In a Boston.com review of Into the Silent Land, Beth Greenberg noted that the book "would provide the remarkable and rare combination of a fascinating science book that qualifies as beach reading. … Broks is a gifted writer who tries to address, if not answer, … questions. His prose is clear, his language concise." Guardian reviewer John McCrone wrote: "What troubles Broks is that despite all his professional training, these two ways of looking at a person never quite gel. The objective biological facts about the brain and the subjective fact of being also an experiencer never fit the same reference frame. His genius is to write a book that explores this dilemma in an engagingly personal, poetic and truthful way." A Kirkus Reviews critic deemed the work a "tour de force" and declared that Broks "writes like an impressionist painter, splashing his canvas with vivid colors that capture a moment with emotional force and mystery."

BIOGRAPHICAL AND CRITICAL SOURCES:


PERIODICALS


Daily Telegraph (London, England), October 29, 2003, Paul Broks, "What Does It Mean to Be Me?," p. 18.

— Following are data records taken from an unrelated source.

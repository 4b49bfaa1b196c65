// SPDX-License-Identifier: AGPL-3.0-or-later
// SPDX-FileCopyrightText: 2025 Jonathan D.A. Jewell
//! Init command - creates an empty map directory

use super::Session;
use anyhow::Result;
use mapgraph::storage;
use mapgraph::store::MapStore;
use tracing::info;

/// Run the init command
pub fn run(session: &Session, force: bool) -> Result<()> {
    if storage::is_map_dir(&session.map_dir) && !force {
        anyhow::bail!(
            "A map already exists in {}. Use --force to replace it.",
            session.map_dir.display()
        );
    }

    info!("Creating map in {}", session.map_dir.display());
    session.save_store(&MapStore::new())?;
    session.status(&format!("New map created in {}.", session.map_dir.display()));
    Ok(())
}
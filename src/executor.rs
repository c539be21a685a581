use std::fmt;

use tokio::time::sleep;

use crate::{
    HasStatus, ReqwestTransport, RequestDescriptor, Result, RetryContext, RetryOptions,
    RetryTimeout, Transport,
};

/// Sends a request through the default [`ReqwestTransport`], retrying per `options`.
///
/// Failing statuses are returned as responses; only transport errors are
/// returned as `Err`.
pub async fn fetch_retry(
    request: &RequestDescriptor,
    options: Option<&RetryOptions>,
) -> Result<reqwest::Response> {
    FetchRetry::new().execute(request, options).await
}

/// Retrying request executor around a [`Transport`].
///
/// Calls are independent: each [`execute`](FetchRetry::execute) keeps its
/// own retry counter. There is no overall deadline; wrap the call in
/// `tokio::time::timeout` when one is needed.
#[derive(Clone, Debug, Default)]
pub struct FetchRetry<T = ReqwestTransport> {
    transport: T,
}

impl FetchRetry {
    /// Creates an executor over a fresh `reqwest::Client`.
    pub fn new() -> Self {
        Self::default()
    }
}

impl<T> FetchRetry<T> {
    pub fn with_transport(transport: T) -> Self {
        Self { transport }
    }

    pub fn transport(&self) -> &T {
        &self.transport
    }

    /// Sends `request`, retrying according to `options`.
    ///
    /// Without options, or when the base policy lacks a non-zero
    /// `max_retries` or a set `retry_timeout`, the transport is called
    /// exactly once and its outcome returned unchanged.
    ///
    /// Otherwise every response is checked against the policy resolved for
    /// its own status. Accepted responses return immediately; a retry-worthy
    /// response is returned as-is once the resolved budget is exhausted.
    /// Transport errors are retried under the base budget only, then
    /// returned as `Err`.
    pub async fn execute<Req>(
        &self,
        request: &Req,
        options: Option<&RetryOptions<T::Response, T::Error>>,
    ) -> std::result::Result<T::Response, T::Error>
    where
        T: Transport<Req>,
        T::Error: fmt::Display,
    {
        let Some((options, base)) = options.and_then(|o| o.base_policy().map(|base| (o, base)))
        else {
            return self.transport.send(request).await;
        };

        let target = Target(self.transport.describe(request));
        let mut retries = 0u32;
        loop {
            match self.transport.send(request).await {
                Ok(response) => {
                    let status = response.status_code();
                    let Some(policy) = options.retry_policy_for(status) else {
                        return Ok(response);
                    };

                    retries += 1;
                    if retries > policy.max_retries {
                        trace_give_up(options.verbose, &target, format_args!("status {status}"));
                        return Ok(response);
                    }

                    trace_retry(
                        options.verbose,
                        &target,
                        format_args!("status {status}"),
                        retries,
                        policy.retry_timeout,
                    );
                    wait_before_retry(policy.retry_timeout, RetryContext::Response(&response))
                        .await;
                }
                Err(err) => {
                    retries += 1;
                    if retries > base.max_retries {
                        trace_give_up(options.verbose, &target, &err);
                        return Err(err);
                    }

                    trace_retry(
                        options.verbose,
                        &target,
                        &err,
                        retries,
                        base.retry_timeout,
                    );
                    wait_before_retry(base.retry_timeout, RetryContext::Error(&err)).await;
                }
            }
        }
    }
}

async fn wait_before_retry<Res, E>(timeout: &RetryTimeout<Res, E>, ctx: RetryContext<'_, Res, E>) {
    match timeout {
        RetryTimeout::Fixed(delay) => sleep(*delay).await,
        RetryTimeout::Dynamic(callback) => callback(ctx).await,
    }
}

/// Request named in retry log lines.
struct Target<'a>(Option<&'a (dyn fmt::Display + Sync)>);

impl fmt::Display for Target<'_> {
    fn fmt(&self, f: &mut fmt::Formatter<'_>) -> fmt::Result {
        match self.0 {
            Some(request) => write!(f, "request ({request})"),
            None => f.write_str("request"),
        }
    }
}

#[cfg(feature = "tracing")]
fn trace_retry<Res, E>(
    verbose: bool,
    target: &Target<'_>,
    cause: impl fmt::Display,
    retries: u32,
    timeout: &RetryTimeout<Res, E>,
) {
    if verbose {
        tracing::info!("{target} failed, {cause}, retrying ({retries}) in {timeout}");
    } else {
        tracing::debug!("{target} failed, {cause}, retrying ({retries}) in {timeout}");
    }
}

#[cfg(not(feature = "tracing"))]
fn trace_retry<Res, E>(
    _verbose: bool,
    _target: &Target<'_>,
    _cause: impl fmt::Display,
    _retries: u32,
    _timeout: &RetryTimeout<Res, E>,
) {
}

#[cfg(feature = "tracing")]
fn trace_give_up(verbose: bool, target: &Target<'_>, cause: impl fmt::Display) {
    if verbose {
        tracing::warn!("{target} failed, {cause}, no more retries");
    } else {
        tracing::debug!("{target} failed, {cause}, no more retries");
    }
}

#[cfg(not(feature = "tracing"))]
fn trace_give_up(_verbose: bool, _target: &Target<'_>, _cause: impl fmt::Display) {}
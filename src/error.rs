/// Error type returned by this crate.
#[derive(Debug, thiserror::Error)]
pub enum FetchRetryError {
    /// Network or request execution error from `reqwest`.
    #[error("transport error: {0}")]
    Transport(reqwest::Error),
    /// Invalid retry configuration, such as an unknown override key.
    #[error("config error: {0}")]
    Config(String),
    /// Configuration document could not be decoded.
    #[error("decode error: {0}")]
    Decode(String),
    /// Request body could not be encoded.
    #[error("encode error: {0}")]
    Encode(String),
}
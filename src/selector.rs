use std::fmt;
use std::str::FromStr;

use crate::FetchRetryError;

const PREFIX: &str = "status_";

/// Key of a status-specific retry override.
///
/// Textual form matches configuration keys: `status_502` for an exact
/// status, `status_5xx` for every status sharing the leading digit.
#[derive(Clone, Copy, Debug, Eq, Hash, PartialEq)]
pub enum StatusSelector {
    /// A single status code.
    Exact(u16),
    /// All statuses whose decimal form starts with this digit.
    Class(u8),
}

impl StatusSelector {
    /// Returns the class selector for `status`.
    ///
    /// Example: `502` → `Class(5)`.
    pub fn class_of(status: u16) -> Self {
        let mut digit = status;
        while digit >= 10 {
            digit /= 10;
        }
        Self::Class(digit as u8)
    }
}

impl fmt::Display for StatusSelector {
    fn fmt(&self, f: &mut fmt::Formatter<'_>) -> fmt::Result {
        match self {
            Self::Exact(status) => write!(f, "{PREFIX}{status}"),
            Self::Class(digit) => write!(f, "{PREFIX}{digit}xx"),
        }
    }
}

impl FromStr for StatusSelector {
    type Err = FetchRetryError;

    fn from_str(key: &str) -> Result<Self, Self::Err> {
        let invalid = || FetchRetryError::Config(format!("invalid status selector '{key}'"));

        let rest = key.strip_prefix(PREFIX).ok_or_else(invalid)?;
        if let Some(digit) = rest.strip_suffix("xx") {
            let digit = match digit.as_bytes() {
                [d @ b'0'..=b'9'] => d - b'0',
                _ => return Err(invalid()),
            };
            return Ok(Self::Class(digit));
        }

        if rest.is_empty() || !rest.bytes().all(|b| b.is_ascii_digit()) {
            return Err(invalid());
        }
        rest.parse().map(Self::Exact).map_err(|_| invalid())
    }
}
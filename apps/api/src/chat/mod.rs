// Chat assistant: request validation, system directive, streaming relay.
// All upstream calls go through llm_client.

pub mod handlers;
pub mod models;
pub mod prompts;
pub mod relay;
pub mod download;
pub mod health;

use axum::{
    routing::{get, post},
    Router,
};

use crate::chat::handlers as chat;
use crate::profile::handlers as profile;
use crate::state::AppState;

pub fn build_router(state: AppState) -> Router {
    Router::new()
        .route("/health", get(health::health_handler))
        // Profile data for the front end
        .route("/api/profile", get(profile::handle_get_profile))
        .route("/api/profile/career", get(profile::handle_get_career))
        // Chat assistant
        .route("/api/chat", post(chat::handle_chat))
        // Resume downloads
        .route("/api/download/:format", get(download::handle_download))
        .with_state(state)
}
use axum::{extract::State, Json};
use serde_json::{json, Value};

use crate::state::AppState;

/// GET /health
/// Returns a simple status object with service version.
pub async fn health_handler(State(state): State<AppState>) -> Json<Value> {
    Json(json!({
        "status": "ok",
        "version": env!("CARGO_PKG_VERSION"),
        "service": "portfolio-api",
        "chat_enabled": state.llm.is_some()
    }))
}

Financial Times Weekend Magazine, November 29, 2003, Stephen Pincock, "The Books That Matter," p. 46.

Guardian, June 10, 2003, Simon Hattenstone, "Real Lives: A Beautiful Mind," p. 6; June 14, 2003, John McCrone, "Mind Games."

Independent on Sunday, June 15, 2003, Matthew J. Reisz, "What Is the Precise Link between the Flesh and Blood and Bone inside Our Heads and Our Rich Inner Life?," p. 16.

Kirkus Reviews, April 15, 2003, review of Into the Silent Land: Travels in Neuropsychology, p. 580.